Андрей глядел на пятерых гурий. Одна из них очень напоминала Дургу, других он вроде бы видел впервые, и каждая из них была противоположностью другой, и тем не менее каждая  выглядела очень соблазнительно, и затрагивала какую-то одну струну, на которую чувственная природа Андрея наиболее сильно откликалась. Одна из них была типичная фотомодель: блондинка высокого роста с журавлиными ногами, другая – женщина-вамп из журнала "Плей бой" с выдающимися формами, черными волосами и большим, словно бы окровавленным ртом. Третья – русская красавица с картины Кустодиева с толстой русой косой и большим аппетитным телом, словно бы только вышедшая из бани. Четвертая была негритянкой с огромной, но упругой грудью, а пятая, напоминающая Дургу, – невысокая индийская танцовщица с чуть полноватым, но чрезвычайно гибким телом. Одежда на них была чисто символическая, прозрачная, и только подчеркивала их неотразимые женские прелести. Они кружились и извивались в медленном эротическом танце, и каждая из них на минуту становилась солисткой и демонстрировала в танце те особенности своего тела, которые были для Андрея наиболее волнующими. 

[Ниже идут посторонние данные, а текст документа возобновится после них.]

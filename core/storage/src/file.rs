//! Storage file trait definition and signed-URL options.

use async_trait::async_trait;
use std::collections::HashMap;

use nimbus_common::Result;

/// Action a signed URL authorizes.
#[derive(Debug, Clone, Copy, PartialEq, Eq)]
pub enum UrlAction {
    /// Read the object.
    Get,
    /// Write the object.
    Put,
}

impl UrlAction {
    /// HTTP method the action maps to.
    pub fn method(&self) -> &'static str {
        match self {
            UrlAction::Get => "GET",
            UrlAction::Put => "PUT",
        }
    }
}

/// Signed-URL scheme selector.
#[derive(Debug, Clone, Copy, PartialEq, Eq, Default)]
pub enum SignatureVersion {
    /// Legacy query-string signature.
    V2,
    /// Current signature scheme.
    #[default]
    V4,
}

/// Options for generating a signed URL.
#[derive(Debug, Clone)]
pub struct SignedUrlOptions {
    /// Signature scheme. Providers supporting a single scheme ignore this
    /// and sign with their native one.
    pub version: SignatureVersion,
    /// Action the URL authorizes.
    pub action: UrlAction,
    /// Lifetime of the URL in seconds from issuance.
    pub expires_in: u64,
    /// Content type the request must carry. When set, it becomes part of
    /// the signature and the matching header is required on use.
    pub content_type: Option<String>,
}

impl Default for SignedUrlOptions {
    fn default() -> Self {
        Self {
            version: SignatureVersion::default(),
            action: UrlAction::Get,
            expires_in: 3600,
            content_type: None,
        }
    }
}

/// Handle to a single object in a bucket.
///
/// Handles carry identity only (bucket, key, client reference): they are
/// created without any provider round trip and every method call reflects
/// the current remote state.
#[async_trait]
pub trait StorageFile: Send + Sync {
    /// Object key within the bucket.
    fn name(&self) -> &str;

    /// Custom metadata stored with the object.
    ///
    /// Returns an empty map when the object has no metadata or does not
    /// exist.
    async fn metadata(&self) -> Result<HashMap<String, String>>;

    /// Replace the object's custom metadata without altering its content.
    ///
    /// # Errors
    /// - Object not found
    /// - Network/provider errors
    async fn set_metadata(&self, metadata: HashMap<String, String>) -> Result<()>;

    /// Check whether the object exists.
    ///
    /// A provider "not found" response maps to `Ok(false)`; transport and
    /// authentication failures propagate as errors.
    async fn exists(&self) -> Result<bool>;

    /// Delete the object.
    ///
    /// Provider-reported failures are not masked, including whatever the
    /// provider reports for a missing object.
    async fn delete(&self) -> Result<()>;

    /// Write the full object content with the given content type.
    async fn save(&self, data: Vec<u8>, content_type: &str) -> Result<()>;

    /// Read the full object content.
    ///
    /// # Errors
    /// - Object not found
    /// - Network/provider errors
    async fn download(&self) -> Result<Vec<u8>>;

    /// Generate a presigned URL granting direct access to the object.
    ///
    /// The URL expires exactly `options.expires_in` seconds after issuance.
    async fn signed_url(&self, options: SignedUrlOptions) -> Result<String>;
}
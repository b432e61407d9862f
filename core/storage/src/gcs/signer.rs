//! Signed URL generation for Cloud Storage.
//!
//! URLs are signed locally with the service account's RSA key, so no API
//! round trip is needed. Both signature schemes are supported: the legacy
//! V2 query-string form and the V4 form Google documents today. The
//! canonical-string builders are pure functions over their inputs, with the
//! issuance time passed in explicitly.

use base64::engine::general_purpose::{STANDARD, URL_SAFE_NO_PAD};
use base64::Engine;
use chrono::{DateTime, Utc};
use jsonwebtoken::{Algorithm, EncodingKey};
use percent_encoding::{utf8_percent_encode, AsciiSet, NON_ALPHANUMERIC};
use sha2::{Digest, Sha256};

use nimbus_common::{Error, Result};

use crate::file::{SignatureVersion, SignedUrlOptions};

use super::auth::GcsCredentials;

const DEFAULT_ENDPOINT: &str = "https://storage.googleapis.com";
const V4_ALGORITHM: &str = "GOOG4-RSA-SHA256";
const UNSIGNED_PAYLOAD: &str = "UNSIGNED-PAYLOAD";

/// Characters kept verbatim in query values and path segments.
const STRICT_ENCODE: &AsciiSet = &NON_ALPHANUMERIC
    .remove(b'-')
    .remove(b'_')
    .remove(b'.')
    .remove(b'~');

fn encode_component(value: &str) -> String {
    utf8_percent_encode(value, STRICT_ENCODE).to_string()
}

/// Percent-encode an object key for the URL path, keeping `/` separators.
fn encode_path(key: &str) -> String {
    key.split('/')
        .map(encode_component)
        .collect::<Vec<_>>()
        .join("/")
}

/// String-to-sign for a V2 signed URL.
fn v2_string_to_sign(
    method: &str,
    content_type: Option<&str>,
    expires_at: i64,
    resource: &str,
) -> String {
    format!(
        "{}\n\n{}\n{}\n{}",
        method,
        content_type.unwrap_or(""),
        expires_at,
        resource
    )
}

/// Sorted `name:value` header block and the matching signed-headers list.
fn v4_headers(host: &str, content_type: Option<&str>) -> (String, String) {
    // Header names sort alphabetically; content-type precedes host.
    match content_type {
        Some(content_type) => (
            format!("content-type:{}\nhost:{}\n", content_type, host),
            "content-type;host".to_string(),
        ),
        None => (format!("host:{}\n", host), "host".to_string()),
    }
}

/// Canonical query string for a V4 signed URL, in sorted parameter order.
fn v4_canonical_query(
    client_email: &str,
    timestamp: &str,
    date: &str,
    expires_in: u64,
    signed_headers: &str,
) -> String {
    let credential = format!("{}/{}/auto/storage/goog4_request", client_email, date);
    format!(
        "X-Goog-Algorithm={}&X-Goog-Credential={}&X-Goog-Date={}&X-Goog-Expires={}&X-Goog-SignedHeaders={}",
        V4_ALGORITHM,
        encode_component(&credential),
        timestamp,
        expires_in,
        encode_component(signed_headers)
    )
}

/// Canonical request for a V4 signed URL.
fn v4_canonical_request(
    method: &str,
    canonical_uri: &str,
    canonical_query: &str,
    canonical_headers: &str,
    signed_headers: &str,
) -> String {
    format!(
        "{}\n{}\n{}\n{}\n{}\n{}",
        method, canonical_uri, canonical_query, canonical_headers, signed_headers, UNSIGNED_PAYLOAD
    )
}

/// String-to-sign derived from a V4 canonical request.
fn v4_string_to_sign(timestamp: &str, date: &str, canonical_request: &str) -> String {
    let digest = hex::encode(Sha256::digest(canonical_request.as_bytes()));
    format!(
        "{}\n{}\n{}/auto/storage/goog4_request\n{}",
        V4_ALGORITHM, timestamp, date, digest
    )
}

/// Signs object URLs with a service account key.
pub struct UrlSigner {
    client_email: String,
    encoding_key: EncodingKey,
    endpoint: String,
    host: String,
}

impl UrlSigner {
    /// Create a signer for the public Cloud Storage endpoint.
    pub fn new(credentials: &GcsCredentials) -> Result<Self> {
        Self::with_endpoint(DEFAULT_ENDPOINT, credentials)
    }

    /// Create a signer for an alternate endpoint, e.g. an emulator.
    pub fn with_endpoint(endpoint: &str, credentials: &GcsCredentials) -> Result<Self> {
        let endpoint = endpoint.trim_end_matches('/').to_string();
        let parsed = url::Url::parse(&endpoint)
            .map_err(|e| Error::Config(format!("Invalid storage endpoint: {}", e)))?;
        let mut host = parsed
            .host_str()
            .ok_or_else(|| Error::Config("Storage endpoint has no host".to_string()))?
            .to_string();
        if let Some(port) = parsed.port() {
            host = format!("{}:{}", host, port);
        }

        Ok(Self {
            client_email: credentials.key.client_email.clone(),
            encoding_key: credentials.encoding_key.clone(),
            endpoint,
            host,
        })
    }

    /// Generate a signed URL for an object, issued now.
    pub fn signed_url(
        &self,
        bucket: &str,
        key: &str,
        options: &SignedUrlOptions,
    ) -> Result<String> {
        self.signed_url_at(bucket, key, options, Utc::now())
    }

    /// Generate a signed URL with an explicit issuance time.
    pub fn signed_url_at(
        &self,
        bucket: &str,
        key: &str,
        options: &SignedUrlOptions,
        issued_at: DateTime<Utc>,
    ) -> Result<String> {
        match options.version {
            SignatureVersion::V2 => self.sign_v2(bucket, key, options, issued_at),
            SignatureVersion::V4 => self.sign_v4(bucket, key, options, issued_at),
        }
    }

    fn sign_v2(
        &self,
        bucket: &str,
        key: &str,
        options: &SignedUrlOptions,
        issued_at: DateTime<Utc>,
    ) -> Result<String> {
        let expires_at = issued_at.timestamp() + options.expires_in as i64;
        let resource = format!("/{}/{}", bucket, encode_path(key));
        let string_to_sign = v2_string_to_sign(
            options.action.method(),
            options.content_type.as_deref(),
            expires_at,
            &resource,
        );

        let signature = STANDARD.encode(self.sign_bytes(string_to_sign.as_bytes())?);

        Ok(format!(
            "{}{}?GoogleAccessId={}&Expires={}&Signature={}",
            self.endpoint,
            resource,
            encode_component(&self.client_email),
            expires_at,
            encode_component(&signature)
        ))
    }

    fn sign_v4(
        &self,
        bucket: &str,
        key: &str,
        options: &SignedUrlOptions,
        issued_at: DateTime<Utc>,
    ) -> Result<String> {
        let timestamp = issued_at.format("%Y%m%dT%H%M%SZ").to_string();
        let date = issued_at.format("%Y%m%d").to_string();

        let canonical_uri = format!("/{}/{}", bucket, encode_path(key));
        let (canonical_headers, signed_headers) =
            v4_headers(&self.host, options.content_type.as_deref());
        let canonical_query = v4_canonical_query(
            &self.client_email,
            &timestamp,
            &date,
            options.expires_in,
            &signed_headers,
        );
        let canonical_request = v4_canonical_request(
            options.action.method(),
            &canonical_uri,
            &canonical_query,
            &canonical_headers,
            &signed_headers,
        );
        let string_to_sign = v4_string_to_sign(&timestamp, &date, &canonical_request);

        let signature = hex::encode(self.sign_bytes(string_to_sign.as_bytes())?);

        Ok(format!(
            "{}{}?{}&X-Goog-Signature={}",
            self.endpoint, canonical_uri, canonical_query, signature
        ))
    }

    /// RSA-SHA256 signature of `message` as raw bytes.
    fn sign_bytes(&self, message: &[u8]) -> Result<Vec<u8>> {
        let encoded = jsonwebtoken::crypto::sign(message, &self.encoding_key, Algorithm::RS256)
            .map_err(|e| Error::Authentication(format!("Failed to sign URL: {}", e)))?;
        URL_SAFE_NO_PAD
            .decode(encoded)
            .map_err(|e| Error::Authentication(format!("Failed to decode signature: {}", e)))
    }
}

#[cfg(test)]
mod tests {
    use super::*;

    #[test]
    fn test_encode_path_keeps_separators() {
        assert_eq!(encode_path("folder/file.txt"), "folder/file.txt");
        assert_eq!(encode_path("folder/a file"), "folder/a%20file");
    }

    #[test]
    fn test_v2_string_to_sign_layout() {
        let string_to_sign = v2_string_to_sign(
            "GET",
            None,
            1600000000,
            "/data-acme-api-example-com/greeting.txt",
        );
        assert_eq!(
            string_to_sign,
            "GET\n\n\n1600000000\n/data-acme-api-example-com/greeting.txt"
        );
    }

    #[test]
    fn test_v2_string_to_sign_with_content_type() {
        let string_to_sign = v2_string_to_sign("PUT", Some("text/plain"), 1600000000, "/b/k");
        assert_eq!(string_to_sign, "PUT\n\ntext/plain\n1600000000\n/b/k");
    }

    #[test]
    fn test_v4_headers_sorted() {
        let (headers, signed) = v4_headers("storage.googleapis.com", Some("text/plain"));
        assert_eq!(
            headers,
            "content-type:text/plain\nhost:storage.googleapis.com\n"
        );
        assert_eq!(signed, "content-type;host");

        let (headers, signed) = v4_headers("storage.googleapis.com", None);
        assert_eq!(headers, "host:storage.googleapis.com\n");
        assert_eq!(signed, "host");
    }

    #[test]
    fn test_v4_canonical_query_embeds_exact_expiry() {
        let query = v4_canonical_query(
            "svc@project.iam.gserviceaccount.com",
            "20260101T000000Z",
            "20260101",
            86400,
            "host",
        );
        assert!(query.contains("X-Goog-Expires=86400&"));
        assert!(query.contains("X-Goog-Algorithm=GOOG4-RSA-SHA256"));
        assert!(query.contains(
            "X-Goog-Credential=svc%40project.iam.gserviceaccount.com%2F20260101%2Fauto%2Fstorage%2Fgoog4_request"
        ));
        assert!(query.contains("X-Goog-Date=20260101T000000Z"));
    }

    #[test]
    fn test_v4_canonical_request_layout() {
        let request = v4_canonical_request(
            "GET",
            "/bucket/key.txt",
            "X-Goog-Expires=3600",
            "host:storage.googleapis.com\n",
            "host",
        );
        let lines: Vec<&str> = request.split('\n').collect();
        assert_eq!(
            lines,
            vec![
                "GET",
                "/bucket/key.txt",
                "X-Goog-Expires=3600",
                "host:storage.googleapis.com",
                "",
                "host",
                "UNSIGNED-PAYLOAD",
            ]
        );
    }

    #[test]
    fn test_v4_string_to_sign_hashes_request() {
        let string_to_sign = v4_string_to_sign("20260101T000000Z", "20260101", "request");
        let lines: Vec<&str> = string_to_sign.split('\n').collect();
        assert_eq!(lines[0], "GOOG4-RSA-SHA256");
        assert_eq!(lines[1], "20260101T000000Z");
        assert_eq!(lines[2], "20260101/auto/storage/goog4_request");
        assert_eq!(lines[3], hex::encode(Sha256::digest(b"request")));
    }
}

- Как видишь, - сказал Черный магистр, - в одной женщине не может быть полного совершенства, полным совершенством обладает только Фокерма – великая астральная блудница, о которой мечтают все обитатели преисподней, но она достигает этого только за счет того, что постоянно меняет свои облики. Земные женщины, к сожалению, лишены такой способности. Но этот недостаток легко скомпенсировать, допустим, гаремом – неважно, как это сейчас называется. Правда, гарем может иметь только выдающаяся личность, обладающая, как я сказал, волей, властью и мужской силой. Вот такая любовь, конечно, если не превращать ее в самоцель и не становиться ее жалким рабом, как это часто бывает у примитивных тиранов, наподобие Нерона и Калигулы – ничуть не мешает главной задаче и, напротив, ей способствует. Ты хотел бы обладать этими красавицами – сразу всеми?
- Кто ж не хотел бы! – Ответил Андрей, чувствуя, что его начинает переполнять сладкая волна похоти. – Только что я буду сразу с пятерыми делать?
- О, там, на Земле, у тебя – естественно, только в силу твоей неопытности и небольшой личной силы, с этим были бы проблемы. Но здесь – все по-другому, возможностей у тебя здесь более чем достаточно, вот, правда, с интенсивностью ощущений – похуже, к сожалению, для этого сейчас не хватает лишь одной малости.
- Какой?
- Человеческого тела. Астрал способен только имитировать чувства, но давать их в полном объеме не может.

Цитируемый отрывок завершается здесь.